WHAT TO WORK ON:
Look through the data below and, wherever a line carries the word "serde", please copy that line.

PROVIDED MATERIAL:

use std::path::Path;

use tracing::debug;

use crate::archive::{Archive, read_archive};
use crate::constants::archive::{LABEL_FIELD, RECORDS_FIELD};
use crate::constants::chunking::DEFAULT_LABEL;
use crate::data::{RecordSequence, SourceContents};
use crate::errors::{ArchiveError, SplitterError};
use crate::transport::fs::display_name;

/// Read a source archive into a normalized record sequence and its label.
///
/// Fails as a whole: either both values are extracted or a `ReadFailure` is returned.
pub fn read_source(path: &Path) -> Result<SourceContents, SplitterError> {
    let file = display_name(path);
    let contents = read_archive(path)
        .and_then(extract_contents)
        .map_err(|source| SplitterError::ReadFailure {
            file: file.clone(),
            source,
        })?;
    debug!(
        file = %file,
        records = contents.records.len(),
        label = %contents.label,
        "[swath_split] source archive loaded"
    );
    Ok(contents)
}

/// Pull the record sequence and label out of a decoded archive.
pub fn extract_contents(mut archive: Archive) -> Result<SourceContents, ArchiveError> {
    let label = archive
        .text(LABEL_FIELD)?
        .unwrap_or(DEFAULT_LABEL)
        .to_string();
    let field = archive.take_required(RECORDS_FIELD)?;
    let records = RecordSequence::from_field(RECORDS_FIELD, field)?;
    Ok(SourceContents { records, label })
}
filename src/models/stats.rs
use chrono::Weekday;
use serde::{Serialize, Serializer};
use std::str::FromStr;

use crate::models::Habit;

/// Weekdays in the order tallies and tie-breaks use.
pub const WEEK: [Weekday; 7] = [
    Weekday::Mon,
    Weekday::Tue,
    Weekday::Wed,
    Weekday::Thu,
    Weekday::Fri,
    Weekday::Sat,
    Weekday::Sun,
];

pub fn weekday_name(day: Weekday) -> &'static str {
    match day {
        Weekday::Mon => "Monday",
        Weekday::Tue => "Tuesday",
        Weekday::Wed => "Wednesday",
        Weekday::Thu => "Thursday",
        Weekday::Fri => "Friday",
        Weekday::Sat => "Saturday",
        Weekday::Sun => "Sunday",
    }
}

#[derive(Debug, Clone, Copy, Default, PartialEq, Eq, Serialize)]
pub struct Streak {
    pub longest_streak: u32,
    pub current_streak: u32,
}

#[derive(Debug, Clone, PartialEq, Serialize)]
pub struct HabitRate {
    pub id: i64,
    pub name: String,
    pub completion_rate: f64,
}

/// Which window a completion rate is measured over.
#[derive(Debug, Clone, Copy, PartialEq, Eq)]
pub enum RateWindow {
    /// Fixed 30 days ending now, no pro-rating for young habits
    Recent,
    /// Up to 30 days, shortened to the habit's age
    Adaptive,
    /// Everything since the habit was created
    Lifetime,
}

impl RateWindow {
    pub fn label(&self) -> &'static str {
        match self {
            RateWindow::Recent => "last 30 days",
            RateWindow::Adaptive => "last 30 days or since creation",
            RateWindow::Lifetime => "since creation",
        }
    }
}

impl FromStr for RateWindow {
    type Err = anyhow::Error;

    fn from_str(s: &str) -> Result<Self, Self::Err> {
        match s.to_lowercase().as_str() {
            "recent" | "30d" => Ok(RateWindow::Recent),
            "adaptive" | "age" => Ok(RateWindow::Adaptive),
            "lifetime" | "all" => Ok(RateWindow::Lifetime),
            _ => Err(anyhow::anyhow!(
                "Unknown rate window '{}'. Use: recent, adaptive, lifetime",
                s
            )),
        }
    }
}

#[derive(Debug, Clone, Copy, PartialEq, Eq)]
pub enum WorstDay {
    Day(Weekday),
    /// Fewer than two observed weekdays, or the minimum is shared
    NotApplicable,
}

impl std::fmt::Display for WorstDay {
    fn fmt(&self, f: &mut std::fmt::Formatter<'_>) -> std::fmt::Result {
        match self {
            WorstDay::Day(day) => write!(f, "{}", weekday_name(*day)),
            WorstDay::NotApplicable => write!(f, "N/A"),
        }
    }
}

impl Serialize for WorstDay {
    fn serialize<S: Serializer>(&self, serializer: S) -> Result<S::Ok, S::Error> {
        serializer.collect_str(self)
    }
}

fn serialize_best_day<S: Serializer>(day: &Option<Weekday>, serializer: S) -> Result<S::Ok, S::Error> {
    match day {
        Some(day) => serializer.serialize_some(weekday_name(*day)),
        None => serializer.serialize_none(),
    }
}

#[derive(Debug, Clone, PartialEq, Eq, Serialize)]
pub struct DayProfile {
    #[serde(serialize_with = "serialize_best_day")]
    pub best_day: Option<Weekday>,
    pub worst_day: Option<WorstDay>,
    /// Completion counts, Monday first
    pub tallies: [u32; 7],
}

impl DayProfile {
    pub fn empty() -> Self {
        Self {
            best_day: None,
            worst_day: None,
            tallies: [0; 7],
        }
    }
}

/// One row of the overview listing.
#[derive(Debug, Clone, Serialize)]
pub struct HabitSummary {
    pub habit: Habit,
    pub streak: Streak,
    pub recent_rate: f64,
    pub completed_this_period: bool,
    pub total_completions: i64,
}
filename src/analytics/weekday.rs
use chrono::{DateTime, Datelike, Utc};

use crate::models::{DayProfile, Periodicity, WorstDay, WEEK};

/// Best and worst weekday for a weekly habit.
///
/// Daily habits and empty histories get an empty profile. The best day is
/// the first maximum in Monday..Sunday order. The worst day is only judged
/// among weekdays that were actually observed and needs at least two of
/// them and a unique minimum; otherwise it is `NotApplicable`.
pub fn profile_weekdays(completions: &[DateTime<Utc>], periodicity: Periodicity) -> DayProfile {
    if periodicity != Periodicity::Weekly || completions.is_empty() {
        return DayProfile::empty();
    }

    let mut tallies = [0u32; 7];
    for c in completions {
        tallies[c.weekday().num_days_from_monday() as usize] += 1;
    }

    let mut best = 0usize;
    for (i, &count) in tallies.iter().enumerate().skip(1) {
        if count > tallies[best] {
            best = i;
        }
    }

    DayProfile {
        best_day: Some(WEEK[best]),
        worst_day: Some(worst_observed_day(&tallies)),
        tallies,
    }
}

fn worst_observed_day(tallies: &[u32; 7]) -> WorstDay {
    let observed: Vec<(usize, u32)> = tallies
        .iter()
        .copied()
        .enumerate()
        .filter(|&(_, count)| count > 0)
        .collect();
    if observed.len() < 2 {
        return WorstDay::NotApplicable;
    }

    let Some(min) = observed.iter().map(|&(_, count)| count).min() else {
        return WorstDay::NotApplicable;
    };
    let mut at_min = observed.iter().filter(|&&(_, count)| count == min);
    match (at_min.next(), at_min.next()) {
        (Some(&(idx, _)), None) => WorstDay::Day(WEEK[idx]),
        _ => WorstDay::NotApplicable,
    }
}
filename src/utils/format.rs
use chrono::format::{Item, StrftimeItems};
use chrono::{DateTime, SecondsFormat, Utc};
use std::fmt::Write;

/// Format a 0..=1 rate as a whole percentage, e.g. "67%"
pub fn format_percent(rate: f64) -> String {
    format!("{:.0}%", rate * 100.0)
}

/// Whether chrono can render every specifier in `pattern`
pub fn is_valid_pattern(pattern: &str) -> bool {
    !StrftimeItems::new(pattern).any(|item| matches!(item, Item::Error))
}

/// Format an instant with the configured strftime pattern, falling back to
/// RFC 3339 when the pattern can't be rendered
pub fn format_instant(instant: DateTime<Utc>, pattern: &str) -> String {
    let mut out = String::new();
    if write!(out, "{}", instant.format(pattern)).is_err() {
        return instant.to_rfc3339_opts(SecondsFormat::Secs, true);
    }
    out
}

/// Create a simple ASCII bar for a 0..=1 rate
pub fn rate_bar(rate: f64, width: usize) -> String {
    let ratio = if rate.is_nan() { 0.0 } else { rate.clamp(0.0, 1.0) };
    let filled_count = (ratio * width as f64).round() as usize;
    let empty_count = width.saturating_sub(filled_count);
    format!("{}{}", "█".repeat(filled_count), "░".repeat(empty_count))
}

/// Pluralize a count, "1 day" / "3 days"
pub fn plural(count: u32, noun: &str) -> String {
    if count == 1 {
        format!("{} {}", count, noun)
    } else {
        format!("{} {}s", count, noun)
    }
}
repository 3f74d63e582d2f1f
pub mod args;
pub mod handlers;
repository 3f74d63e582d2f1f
use anyhow::{anyhow, Result};
use chrono::{DateTime, NaiveDate, NaiveTime, SecondsFormat, Utc};

/// Storage form of an instant: RFC 3339, fixed microsecond width, `Z` suffix,
/// so that text order matches time order in SQLite.
pub fn to_db(instant: DateTime<Utc>) -> String {
    instant.to_rfc3339_opts(SecondsFormat::Micros, true)
}

pub fn from_db(s: &str) -> Result<DateTime<Utc>, chrono::ParseError> {
    DateTime::parse_from_rfc3339(s).map(|dt| dt.with_timezone(&Utc))
}

pub fn date_to_db(date: NaiveDate) -> String {
    date.format("%Y-%m-%d").to_string()
}

pub fn date_from_db(s: &str) -> Result<NaiveDate, chrono::ParseError> {
    NaiveDate::parse_from_str(s, "%Y-%m-%d")
}

pub fn start_of_day(date: NaiveDate) -> DateTime<Utc> {
    date.and_time(NaiveTime::MIN).and_utc()
}

/// Parse an instant given on the command line.
/// Accepts RFC 3339 (any offset, normalized to UTC) or a bare `YYYY-MM-DD`
/// meaning midnight UTC.
pub fn parse_instant_arg(s: &str) -> Result<DateTime<Utc>> {
    let s = s.trim();
    if let Ok(dt) = DateTime::parse_from_rfc3339(s) {
        return Ok(dt.with_timezone(&Utc));
    }
    NaiveDate::parse_from_str(s, "%Y-%m-%d")
        .map(start_of_day)
        .map_err(|_| anyhow!("Bad date '{}'. Use YYYY-MM-DD or RFC 3339", s))
}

COMPLETED TASK:
use serde::{Serialize, Serializer};
    #[serde(serialize_with = "serialize_best_day")]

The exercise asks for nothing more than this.